The single most important thing that you can do for your baby is to eat a healthy, well-balanced diet. A well-balanced diet is one that includes foods from all food groups in appropriate amounts, so as to ensure proper nutrition. Proper nutrition ensures that all essential nutrients (carbohydrates, fats, protein, vitamins, minerals and water) are supplied to the body to maintain optimal health and well-being. Good nutrition is essential for normal organ development and functioning; normal reproduction, growth and maintenance; for optimum activity level and working efficiency; for resistance to infection and disease; and for the ability to repair bodily damage or injury. While pregnancy is a normal alternative condition for the female body, it is stressful, and all nutritional needs are increased in order to meet the needs of the pregnancy.
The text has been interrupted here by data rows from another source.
use std::{future::IntoFuture, pin::pin, process, sync::Arc};

use holmok::{
    application::{
        categories::PhotoCategoryService, error::AppError, photos::PhotoService,
        users::UserService, users::hash_password,
    },
    cache::CacheConfig,
    config,
    infra::{db::PostgresRepositories, error::InfraError, http, telemetry},
    session::{IdentityTokens, SessionManager, SystemClock, TokenSecret},
};
use clap::Parser;
use tokio::signal;
use tracing::{Dispatch, Level, dispatcher, error, info, warn};
use tracing_subscriber::fmt as tracing_fmt;

#[tokio::main]
async fn main() {
    if let Err(error) = run().await {
        report_application_error(&error);
        process::exit(1);
    }
}

fn report_application_error(error: &AppError) {
    if dispatcher::has_been_set() {
        error!(error = %error, "application error");
        return;
    }

    let subscriber = tracing_fmt().with_max_level(Level::ERROR).finish();
    let dispatch = Dispatch::new(subscriber);
    dispatcher::with_default(&dispatch, || {
        error!(error = %error, "application error");
    });
}

async fn run() -> Result<(), AppError> {
    let cli_args = config::CliArgs::parse();

    if let Some(config::Command::HashPassword(args)) = cli_args.command.as_ref() {
        println!("{}", hash_password(&args.password));
        return Ok(());
    }

    let settings = config::load(&cli_args)
        .map_err(|err| AppError::unexpected(format!("failed to load configuration: {err}")))?;
    telemetry::init(&settings.logging).map_err(AppError::from)?;
    run_serve(settings).await
}

async fn run_serve(settings: config::Settings) -> Result<(), AppError> {
    let repositories = init_repositories(&settings).await?;
    let state = build_http_state(repositories, &settings);
    let sessions = build_session_manager(&settings)?;
    let router = http::build_router(state, sessions);

    let listener = tokio::net::TcpListener::bind(settings.server.addr)
        .await
        .map_err(|err| AppError::from(InfraError::from(err)))?;
    info!(
        target = "holmok::serve",
        addr = %settings.server.addr,
        "listening"
    );

    let (stop_tx, stop_rx) = tokio::sync::oneshot::channel::<()>();
    let server = axum::serve(listener, router.into_make_service())
        .with_graceful_shutdown(async move {
            shutdown_signal().await;
            let _ = stop_tx.send(());
        })
        .into_future();
    let mut server = pin!(server);

    tokio::select! {
        result = &mut server => {
            return result.map_err(|err| AppError::unexpected(format!("server error: {err}")));
        }
        _ = stop_rx => {}
    }

    match tokio::time::timeout(settings.server.graceful_shutdown, server).await {
        Ok(result) => result.map_err(|err| AppError::unexpected(format!("server error: {err}"))),
        Err(_) => {
            warn!(
                target = "holmok::serve",
                timeout_secs = settings.server.graceful_shutdown.as_secs(),
                "graceful shutdown timed out; dropping open connections"
            );
            Ok(())
        }
    }
}

async fn init_repositories(
    settings: &config::Settings,
) -> Result<Arc<PostgresRepositories>, AppError> {
    let database_url = settings
        .database
        .url
        .as_ref()
        .ok_or_else(|| InfraError::configuration("database url is not configured"))
        .map_err(AppError::from)?;

    let pool =
        PostgresRepositories::connect(database_url, settings.database.max_connections.get())
            .await
            .map_err(|err| AppError::from(InfraError::from(err)))?;

    PostgresRepositories::run_migrations(&pool)
        .await
        .map_err(|err| AppError::from(InfraError::from(err)))?;

    Ok(Arc::new(PostgresRepositories::new(pool)))
}

fn build_http_state(
    repositories: Arc<PostgresRepositories>,
    settings: &config::Settings,
) -> http::HttpState {
    let cache_config = CacheConfig::from(&settings.cache);

    let categories = PhotoCategoryService::new(
        repositories.clone(),
        repositories.clone(),
        PhotoCategoryService::caches_for(&cache_config),
    );
    let photos = PhotoService::new(
        repositories.clone(),
        repositories.clone(),
        PhotoService::caches_for(&cache_config),
    );
    let users = UserService::new(repositories.clone(), repositories.clone());

    http::HttpState {
        categories: Arc::new(categories),
        photos: Arc::new(photos),
        users: Arc::new(users),
        health: repositories,
    }
}

fn build_session_manager(settings: &config::Settings) -> Result<Arc<SessionManager>, AppError> {
    let session = &settings.session;
    let secret = TokenSecret::new(session.secret.clone()).map_err(InfraError::from)?;
    let tokens = IdentityTokens::new(&secret, Arc::new(SystemClock));
    Ok(Arc::new(SessionManager::new(
        tokens,
        session.cookie_key(),
        session.cookie_name.clone(),
        session.token_ttl,
        session.cookie_max_age,
    )))
}

async fn shutdown_signal() {
    let ctrl_c = async {
        if let Err(err) = signal::ctrl_c().await {
            error!(target = "holmok::serve", error = %err, "failed to listen for ctrl-c");
            std::future::pending::<()>().await;
        }
    };

    #[cfg(unix)]
    let terminate = async {
        match signal::unix::signal(signal::unix::SignalKind::terminate()) {
            Ok(mut stream) => {
                stream.recv().await;
            }
            Err(err) => {
                error!(target = "holmok::serve", error = %err, "failed to listen for SIGTERM");
                std::future::pending::<()>().await;
            }
        }
    };

    #[cfg(not(unix))]
    let terminate = std::future::pending::<()>();

    tokio::select! {
        _ = ctrl_c => {},
        _ = terminate => {},
    }
    info!(target = "holmok::serve", "shutdown signal received");
}
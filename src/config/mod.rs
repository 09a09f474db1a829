//! Configuration layer: typed settings with layered precedence (file → env → CLI).

use std::{
    net::SocketAddr,
    num::{NonZeroU32, NonZeroUsize},
    path::PathBuf,
    str::FromStr,
    time::Duration,
};

use axum_extra::extract::cookie::Key;
use clap::{Args, Parser, Subcommand, builder::BoolishValueParser};
use config::{Config, Environment, File};
use serde::Deserialize;
use thiserror::Error;
use tracing::level_filters::LevelFilter;

const DEFAULT_CONFIG_BASENAME: &str = "config/default";
const LOCAL_CONFIG_BASENAME: &str = "holmok";
const ENV_PREFIX: &str = "HOLMOK";
const DEFAULT_HOST: &str = "127.0.0.1";
const DEFAULT_PORT: u16 = 3000;
const DEFAULT_GRACEFUL_SHUTDOWN_SECS: u64 = 30;
const DEFAULT_DB_MAX_CONNECTIONS: u32 = 8;
const DEFAULT_COOKIE_NAME: &str = "_holmok";
const DEFAULT_TOKEN_TTL_SECS: u64 = 24 * 60 * 60;
const DEFAULT_COOKIE_MAX_AGE_DAYS: u64 = 7;
const DEFAULT_CACHE_MAX_SIZE_MB: u64 = 5;
const DEFAULT_CACHE_TTL_MINUTES: u64 = 60;
const MIN_COOKIE_KEY_BYTES: usize = 32;

/// Command-line arguments for the Holmok binary.
#[derive(Debug, Parser)]
#[command(name = "holmok", version, about = "Holmok photo site server")]
pub struct CliArgs {
    /// Optional path to a configuration file.
    #[arg(long = "config-file", env = "HOLMOK_CONFIG_FILE", value_name = "PATH")]
    pub config_file: Option<PathBuf>,

    #[command(subcommand)]
    pub command: Option<Command>,
}

#[derive(Debug, Subcommand, Clone)]
pub enum Command {
    /// Run the HTTP service.
    Serve(Box<ServeArgs>),
    /// Print the stored form of a password for seeding the users table.
    #[command(name = "hash-password")]
    HashPassword(HashPasswordArgs),
}

#[derive(Debug, Args, Default, Clone)]
pub struct ServeArgs {
    #[command(flatten)]
    pub overrides: ServeOverrides,
}

#[derive(Debug, Args, Clone)]
pub struct HashPasswordArgs {
    /// Plain-text password to hash.
    #[arg(value_name = "PASSWORD")]
    pub password: String,
}

#[derive(Debug, Args, Default, Clone)]
pub struct ServeOverrides {
    /// Override the listener host.
    #[arg(long = "server-host", value_name = "HOST")]
    pub server_host: Option<String>,

    /// Override the listener port.
    #[arg(long = "server-port", value_name = "PORT")]
    pub server_port: Option<u16>,

    /// Override graceful shutdown timeout.
    #[arg(long = "server-graceful-shutdown-seconds", value_name = "SECONDS")]
    pub server_graceful_shutdown_seconds: Option<u64>,

    /// Override log level filter.
    #[arg(long = "log-level", value_name = "LEVEL")]
    pub log_level: Option<String>,

    /// Emit JSON formatted logs.
    #[arg(long = "log-json", value_parser = BoolishValueParser::new())]
    pub log_json: Option<bool>,

    /// Override the database connection URL.
    #[arg(long = "database-url", value_name = "URL")]
    pub database_url: Option<String>,

    /// Override the database pool size.
    #[arg(long = "database-max-connections", value_name = "COUNT")]
    pub database_max_connections: Option<u32>,

    /// Override the identity token secret.
    #[arg(long = "session-secret", value_name = "SECRET")]
    pub session_secret: Option<String>,

    /// Override the per-cache byte budget, in MiB.
    #[arg(long = "cache-max-size-mb", value_name = "MIB")]
    pub cache_max_size_mb: Option<u64>,

    /// Override the cache entry lifetime.
    #[arg(long = "cache-ttl-minutes", value_name = "MINUTES")]
    pub cache_ttl_minutes: Option<u64>,
}

/// Fully-resolved deployment settings after precedence resolution and validation.
#[derive(Debug, Clone)]
pub struct Settings {
    pub server: ServerSettings,
    pub logging: LoggingSettings,
    pub database: DatabaseSettings,
    pub session: SessionSettings,
    pub cache: CacheSettings,
}

#[derive(Debug, Clone)]
pub struct ServerSettings {
    pub addr: SocketAddr,
    pub graceful_shutdown: Duration,
}

#[derive(Debug, Clone)]
pub struct LoggingSettings {
    pub level: LevelFilter,
    pub format: LogFormat,
}

#[derive(Debug, Clone, Copy)]
pub enum LogFormat {
    Json,
    Compact,
}

#[derive(Debug, Clone)]
pub struct DatabaseSettings {
    pub url: Option<String>,
    pub max_connections: NonZeroU32,
}

#[derive(Clone)]
pub struct SessionSettings {
    pub secret: String,
    pub cookie_name: String,
    pub token_ttl: Duration,
    pub cookie_max_age: Duration,
    cookie_key_material: Vec<u8>,
}

impl SessionSettings {
    /// Signing key for the cookie jar, derived from the configured key material.
    pub fn cookie_key(&self) -> Key {
        Key::derive_from(&self.cookie_key_material)
    }
}

impl std::fmt::Debug for SessionSettings {
    fn fmt(&self, f: &mut std::fmt::Formatter<'_>) -> std::fmt::Result {
        f.debug_struct("SessionSettings")
            .field("secret", &"<redacted>")
            .field("cookie_name", &self.cookie_name)
            .field("token_ttl", &self.token_ttl)
            .field("cookie_max_age", &self.cookie_max_age)
            .finish_non_exhaustive()
    }
}

#[derive(Debug, Clone)]
pub struct CacheSettings {
    pub max_size_bytes: NonZeroUsize,
    pub ttl: Duration,
}

#[derive(Debug, Error)]
pub enum LoadError {
    #[error("failed to build configuration: {0}")]
    Build(#[from] config::ConfigError),
    #[error("invalid configuration for `{key}`: {reason}")]
    Invalid { key: &'static str, reason: String },
}

impl LoadError {
    fn invalid(key: &'static str, reason: impl Into<String>) -> Self {
        Self::Invalid {
            key,
            reason: reason.into(),
        }
    }
}

/// Load settings using the configured precedence (file → environment → CLI).
pub fn load(cli: &CliArgs) -> Result<Settings, LoadError> {
    let mut builder = Config::builder()
        .add_source(File::with_name(DEFAULT_CONFIG_BASENAME).required(false))
        .add_source(File::with_name(LOCAL_CONFIG_BASENAME).required(false));

    if let Some(path) = cli.config_file.as_ref() {
        builder = builder.add_source(File::from(path.as_path()).required(true));
    }

    builder = builder.add_source(
        Environment::with_prefix(ENV_PREFIX)
            .separator("__")
            .list_separator(",")
            .with_list_parse_key("session.cookie_keys")
            .try_parsing(true),
    );

    let mut raw: RawSettings = builder.build()?.try_deserialize()?;

    if let Some(Command::Serve(args)) = cli.command.as_ref() {
        raw.apply_serve_overrides(&args.overrides);
    }

    Settings::from_raw(raw)
}

#[derive(Debug, Clone, Deserialize, Default)]
#[serde(default)]
struct RawSettings {
    server: RawServerSettings,
    logging: RawLoggingSettings,
    database: RawDatabaseSettings,
    session: RawSessionSettings,
    cache: RawCacheSettings,
}

impl RawSettings {
    fn apply_serve_overrides(&mut self, overrides: &ServeOverrides) {
        if let Some(host) = overrides.server_host.as_ref() {
            self.server.host = Some(host.clone());
        }
        if let Some(port) = overrides.server_port {
            self.server.port = Some(port);
        }
        if let Some(seconds) = overrides.server_graceful_shutdown_seconds {
            self.server.graceful_shutdown_seconds = Some(seconds);
        }
        if let Some(level) = overrides.log_level.as_ref() {
            self.logging.level = Some(level.clone());
        }
        if let Some(json) = overrides.log_json {
            self.logging.json = Some(json);
        }
        if let Some(url) = overrides.database_url.as_ref() {
            self.database.url = Some(url.clone());
        }
        if let Some(max) = overrides.database_max_connections {
            self.database.max_connections = Some(max);
        }
        if let Some(secret) = overrides.session_secret.as_ref() {
            self.session.secret = Some(secret.clone());
        }
        if let Some(size) = overrides.cache_max_size_mb {
            self.cache.max_size_mb = Some(size);
        }
        if let Some(minutes) = overrides.cache_ttl_minutes {
            self.cache.ttl_minutes = Some(minutes);
        }
    }
}

impl Settings {
    fn from_raw(raw: RawSettings) -> Result<Self, LoadError> {
        let RawSettings {
            server,
            logging,
            database,
            session,
            cache,
        } = raw;

        Ok(Self {
            server: build_server_settings(server)?,
            logging: build_logging_settings(logging)?,
            database: build_database_settings(database)?,
            session: build_session_settings(session)?,
            cache: build_cache_settings(cache)?,
        })
    }
}

fn build_server_settings(server: RawServerSettings) -> Result<ServerSettings, LoadError> {
    let host = server.host.unwrap_or_else(|| DEFAULT_HOST.to_string());
    let port = server.port.unwrap_or(DEFAULT_PORT);
    if port == 0 {
        return Err(LoadError::invalid(
            "server.port",
            "port must be greater than zero",
        ));
    }
    let addr = parse_socket_addr(&host, port)
        .map_err(|reason| LoadError::invalid("server.addr", reason))?;

    let graceful_secs = server
        .graceful_shutdown_seconds
        .unwrap_or(DEFAULT_GRACEFUL_SHUTDOWN_SECS);
    if graceful_secs == 0 {
        return Err(LoadError::invalid(
            "server.graceful_shutdown_seconds",
            "must be greater than zero",
        ));
    }

    Ok(ServerSettings {
        addr,
        graceful_shutdown: Duration::from_secs(graceful_secs),
    })
}

fn build_logging_settings(logging: RawLoggingSettings) -> Result<LoggingSettings, LoadError> {
    let level = match logging.level {
        Some(level) => LevelFilter::from_str(level.as_str()).map_err(|err| {
            LoadError::invalid("logging.level", format!("failed to parse: {err}"))
        })?,
        None => LevelFilter::INFO,
    };

    let format = if logging.json.unwrap_or(false) {
        LogFormat::Json
    } else {
        LogFormat::Compact
    };

    Ok(LoggingSettings { level, format })
}

fn build_database_settings(database: RawDatabaseSettings) -> Result<DatabaseSettings, LoadError> {
    let url = database.url.and_then(|value| {
        let trimmed = value.trim();
        (!trimmed.is_empty()).then(|| trimmed.to_string())
    });

    let max_connections = non_zero_u32(
        database
            .max_connections
            .unwrap_or(DEFAULT_DB_MAX_CONNECTIONS)
            .into(),
        "database.max_connections",
    )?;

    Ok(DatabaseSettings {
        url,
        max_connections,
    })
}

fn build_session_settings(session: RawSessionSettings) -> Result<SessionSettings, LoadError> {
    let secret = session.secret.unwrap_or_default();
    if secret.is_empty() {
        return Err(LoadError::invalid("session.secret", "must not be empty"));
    }

    let cookie_name = session
        .cookie_name
        .map(|name| name.trim().to_string())
        .unwrap_or_else(|| DEFAULT_COOKIE_NAME.to_string());
    if cookie_name.is_empty() {
        return Err(LoadError::invalid("session.cookie_name", "must not be empty"));
    }

    let token_ttl_secs = session
        .token_ttl_seconds
        .unwrap_or(DEFAULT_TOKEN_TTL_SECS);
    if token_ttl_secs == 0 {
        return Err(LoadError::invalid(
            "session.token_ttl_seconds",
            "must be greater than zero",
        ));
    }

    let max_age_days = session
        .cookie_max_age_days
        .unwrap_or(DEFAULT_COOKIE_MAX_AGE_DAYS);
    if max_age_days == 0 {
        return Err(LoadError::invalid(
            "session.cookie_max_age_days",
            "must be greater than zero",
        ));
    }
    let cookie_max_age_secs = max_age_days.checked_mul(24 * 60 * 60).ok_or_else(|| {
        LoadError::invalid(
            "session.cookie_max_age_days",
            "value exceeds supported range",
        )
    })?;

    let cookie_key_material = session.cookie_keys.concat().into_bytes();
    if cookie_key_material.len() < MIN_COOKIE_KEY_BYTES {
        return Err(LoadError::invalid(
            "session.cookie_keys",
            format!("key material must be at least {MIN_COOKIE_KEY_BYTES} bytes"),
        ));
    }

    Ok(SessionSettings {
        secret,
        cookie_name,
        token_ttl: Duration::from_secs(token_ttl_secs),
        cookie_max_age: Duration::from_secs(cookie_max_age_secs),
        cookie_key_material,
    })
}

fn build_cache_settings(cache: RawCacheSettings) -> Result<CacheSettings, LoadError> {
    let size_mb = cache.max_size_mb.unwrap_or(DEFAULT_CACHE_MAX_SIZE_MB);
    let bytes = size_mb
        .checked_mul(1024 * 1024)
        .and_then(|bytes| usize::try_from(bytes).ok())
        .ok_or_else(|| {
            LoadError::invalid(
                "cache.max_size_mb",
                "value exceeds supported range for usize",
            )
        })?;
    let max_size_bytes = NonZeroUsize::new(bytes)
        .ok_or_else(|| LoadError::invalid("cache.max_size_mb", "must be greater than zero"))?;

    let ttl_minutes = cache.ttl_minutes.unwrap_or(DEFAULT_CACHE_TTL_MINUTES);
    if ttl_minutes == 0 {
        return Err(LoadError::invalid(
            "cache.ttl_minutes",
            "must be greater than zero",
        ));
    }
    let ttl_secs = ttl_minutes
        .checked_mul(60)
        .ok_or_else(|| LoadError::invalid("cache.ttl_minutes", "value exceeds supported range"))?;

    Ok(CacheSettings {
        max_size_bytes,
        ttl: Duration::from_secs(ttl_secs),
    })
}

#[derive(Debug, Clone, Deserialize, Default)]
#[serde(default)]
struct RawServerSettings {
    host: Option<String>,
    port: Option<u16>,
    graceful_shutdown_seconds: Option<u64>,
}

#[derive(Debug, Clone, Deserialize, Default)]
#[serde(default)]
struct RawLoggingSettings {
    level: Option<String>,
    json: Option<bool>,
}

#[derive(Debug, Clone, Deserialize, Default)]
#[serde(default)]
struct RawDatabaseSettings {
    url: Option<String>,
    max_connections: Option<u32>,
}

#[derive(Debug, Clone, Deserialize, Default)]
#[serde(default)]
struct RawSessionSettings {
    secret: Option<String>,
    cookie_name: Option<String>,
    token_ttl_seconds: Option<u64>,
    cookie_max_age_days: Option<u64>,
    cookie_keys: Vec<String>,
}

#[derive(Debug, Clone, Deserialize, Default)]
#[serde(default)]
struct RawCacheSettings {
    max_size_mb: Option<u64>,
    ttl_minutes: Option<u64>,
}

fn parse_socket_addr(host: &str, port: u16) -> Result<SocketAddr, String> {
    let candidate = format!("{host}:{port}");
    candidate
        .parse()
        .map_err(|err| format!("invalid address `{candidate}`: {err}"))
}

fn non_zero_u32(value: u64, key: &'static str) -> Result<NonZeroU32, LoadError> {
    let value_u32: u32 = value
        .try_into()
        .map_err(|_| LoadError::invalid(key, "value exceeds supported range for u32"))?;
    NonZeroU32::new(value_u32).ok_or_else(|| LoadError::invalid(key, "must be greater than zero"))
}
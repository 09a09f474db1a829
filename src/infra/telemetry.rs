use std::sync::Once;

use metrics::{Unit, describe_counter, describe_histogram};
use tracing_error::ErrorLayer;
use tracing_subscriber::{
    EnvFilter, fmt,
    layer::{Layer, SubscriberExt},
    util::SubscriberInitExt,
};

use crate::config::{LogFormat, LoggingSettings};

use super::error::InfraError;

static METRIC_DESCRIPTIONS: Once = Once::new();

/// Install a global tracing subscriber using the provided logging settings.
pub fn init(logging: &LoggingSettings) -> Result<(), InfraError> {
    describe_metrics();

    let env_filter = EnvFilter::builder()
        .with_default_directive(logging.level.into())
        .from_env_lossy();

    let fmt_layer = match logging.format {
        LogFormat::Json => fmt::layer()
            .json()
            .with_current_span(true)
            .with_span_list(true)
            .with_target(true)
            .boxed(),
        LogFormat::Compact => fmt::layer().compact().with_target(true).boxed(),
    };

    tracing_subscriber::registry()
        .with(env_filter)
        .with(ErrorLayer::default())
        .with(fmt_layer)
        .try_init()
        .map_err(|err| {
            InfraError::telemetry(format!("failed to install tracing subscriber: {err}"))
        })
}

fn describe_metrics() {
    METRIC_DESCRIPTIONS.call_once(|| {
        describe_counter!(
            "holmok_cache_hit_total",
            Unit::Count,
            "Read-through cache lookups answered from memory, by cache."
        );
        describe_counter!(
            "holmok_cache_miss_total",
            Unit::Count,
            "Read-through cache lookups that ran a store fetch, by cache."
        );
        describe_counter!(
            "holmok_cache_evict_total",
            Unit::Count,
            "Entries evicted to stay within a cache byte budget."
        );
        describe_counter!(
            "holmok_session_anonymous_issued_total",
            Unit::Count,
            "Anonymous identities issued, by reason the presented token was not used."
        );
        describe_histogram!(
            "holmok_http_request_ms",
            Unit::Milliseconds,
            "Request handling latency in milliseconds."
        );
    });
}
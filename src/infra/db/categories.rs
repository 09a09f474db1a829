use async_trait::async_trait;
use time::OffsetDateTime;

use crate::{
    application::repos::{
        CreateCategoryParams, PhotoCategoriesRepo, PhotoCategoriesWriteRepo, RepoError,
        UpdateCategoryParams,
    },
    domain::entities::PhotoCategoryRecord,
};

use super::{PostgresRepositories, map_sqlx_error};

const COLUMNS: &str = "id, stub, name, description, photo_id, active, deleted, created";

#[derive(sqlx::FromRow)]
struct CategoryRow {
    id: i64,
    stub: String,
    name: String,
    description: Option<String>,
    photo_id: Option<i64>,
    active: bool,
    deleted: bool,
    created: OffsetDateTime,
}

impl From<CategoryRow> for PhotoCategoryRecord {
    fn from(row: CategoryRow) -> Self {
        Self {
            id: row.id,
            stub: row.stub,
            name: row.name,
            description: row.description,
            photo_id: row.photo_id,
            active: row.active,
            deleted: row.deleted,
            created_at: row.created,
        }
    }
}

impl PostgresRepositories {
    async fn fetch_categories(&self, sql: &str) -> Result<Vec<PhotoCategoryRecord>, RepoError> {
        let rows = sqlx::query_as::<_, CategoryRow>(sql)
            .fetch_all(self.pool())
            .await
            .map_err(map_sqlx_error)?;
        Ok(rows.into_iter().map(PhotoCategoryRecord::from).collect())
    }
}

#[async_trait]
impl PhotoCategoriesRepo for PostgresRepositories {
    async fn list_categories(&self) -> Result<Vec<PhotoCategoryRecord>, RepoError> {
        self.fetch_categories(&format!(
            "SELECT {COLUMNS} FROM photo_categories ORDER BY name"
        ))
        .await
    }

    async fn list_public_categories(&self) -> Result<Vec<PhotoCategoryRecord>, RepoError> {
        self.fetch_categories(&format!(
            "SELECT {COLUMNS} FROM photo_categories \
             WHERE active AND NOT deleted ORDER BY name"
        ))
        .await
    }

    async fn find_category_by_id(
        &self,
        id: i64,
    ) -> Result<Option<PhotoCategoryRecord>, RepoError> {
        let row = sqlx::query_as::<_, CategoryRow>(&format!(
            "SELECT {COLUMNS} FROM photo_categories WHERE id = $1"
        ))
        .bind(id)
        .fetch_optional(self.pool())
        .await
        .map_err(map_sqlx_error)?;
        Ok(row.map(PhotoCategoryRecord::from))
    }

    async fn find_category_by_stub(
        &self,
        stub: &str,
    ) -> Result<Option<PhotoCategoryRecord>, RepoError> {
        let row = sqlx::query_as::<_, CategoryRow>(&format!(
            "SELECT {COLUMNS} FROM photo_categories WHERE stub = $1 AND NOT deleted"
        ))
        .bind(stub)
        .fetch_optional(self.pool())
        .await
        .map_err(map_sqlx_error)?;
        Ok(row.map(PhotoCategoryRecord::from))
    }
}

#[async_trait]
impl PhotoCategoriesWriteRepo for PostgresRepositories {
    async fn create_category(
        &self,
        params: CreateCategoryParams,
    ) -> Result<PhotoCategoryRecord, RepoError> {
        let row = sqlx::query_as::<_, CategoryRow>(&format!(
            "INSERT INTO photo_categories (name, stub, description, active, deleted) \
             VALUES ($1, $2, $3, FALSE, FALSE) RETURNING {COLUMNS}"
        ))
        .bind(params.name)
        .bind(params.stub)
        .bind(params.description)
        .fetch_one(self.pool())
        .await
        .map_err(map_sqlx_error)?;
        Ok(row.into())
    }

    async fn update_category(
        &self,
        params: UpdateCategoryParams,
    ) -> Result<Option<PhotoCategoryRecord>, RepoError> {
        let row = sqlx::query_as::<_, CategoryRow>(&format!(
            "UPDATE photo_categories \
             SET stub = $2, name = $3, description = $4, photo_id = $5, active = $6, deleted = $7 \
             WHERE id = $1 RETURNING {COLUMNS}"
        ))
        .bind(params.id)
        .bind(params.stub)
        .bind(params.name)
        .bind(params.description)
        .bind(params.photo_id)
        .bind(params.active)
        .bind(params.deleted)
        .fetch_optional(self.pool())
        .await
        .map_err(map_sqlx_error)?;
        Ok(row.map(PhotoCategoryRecord::from))
    }
}
use std::sync::{Mutex, MutexGuard};

use tracing::warn;

pub(crate) fn mutex_lock<'a, T>(
    lock: &'a Mutex<T>,
    target: &'static str,
    op: &'static str,
) -> MutexGuard<'a, T> {
    match lock.lock() {
        Ok(guard) => guard,
        Err(poisoned) => {
            warn!(
                op,
                target_module = target,
                lock_kind = "mutex.lock",
                result = "poisoned_recovered",
                hint = "entries may be stale after panic in another thread",
                "Recovered from poisoned cache lock"
            );
            poisoned.into_inner()
        }
    }
}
Dr. Tom Brewer found through more than 30 years of research that each day, pregnant women need a well-balanced, high-quality diet that includes 80 to 100 grams of protein, adequate salt (to taste), and water (to thirst), as well as calories from all of the food groups. The World Health Organization recommends that a pregnant woman eat a minimum of 75 grams of protein per day, but protein is just a marker for a nutritious diet. It must be obtained from a wide variety of whole food sources in order to get all of the important nutrients a woman needs during pregnancy. While the government’s food pyramid is a good example of a well-balanced diet, pregnant women need more protein and calories in general. This means including:

  • 2 to 3 servings of meat, fish, nuts or legumes, and tofu
  • 2 to 3 servings of dairy (milk, eggs, yogurt, cheese)
  • 2 servings of green vegetables; 1 serving of a yellow vegetable
  • 3 servings of fruit
  • 3 servings of whole grain breads, cereals, or other high-complex carbohydrates
  • salt to taste
  • 6 to 8 glasses of clean, filtered water each day.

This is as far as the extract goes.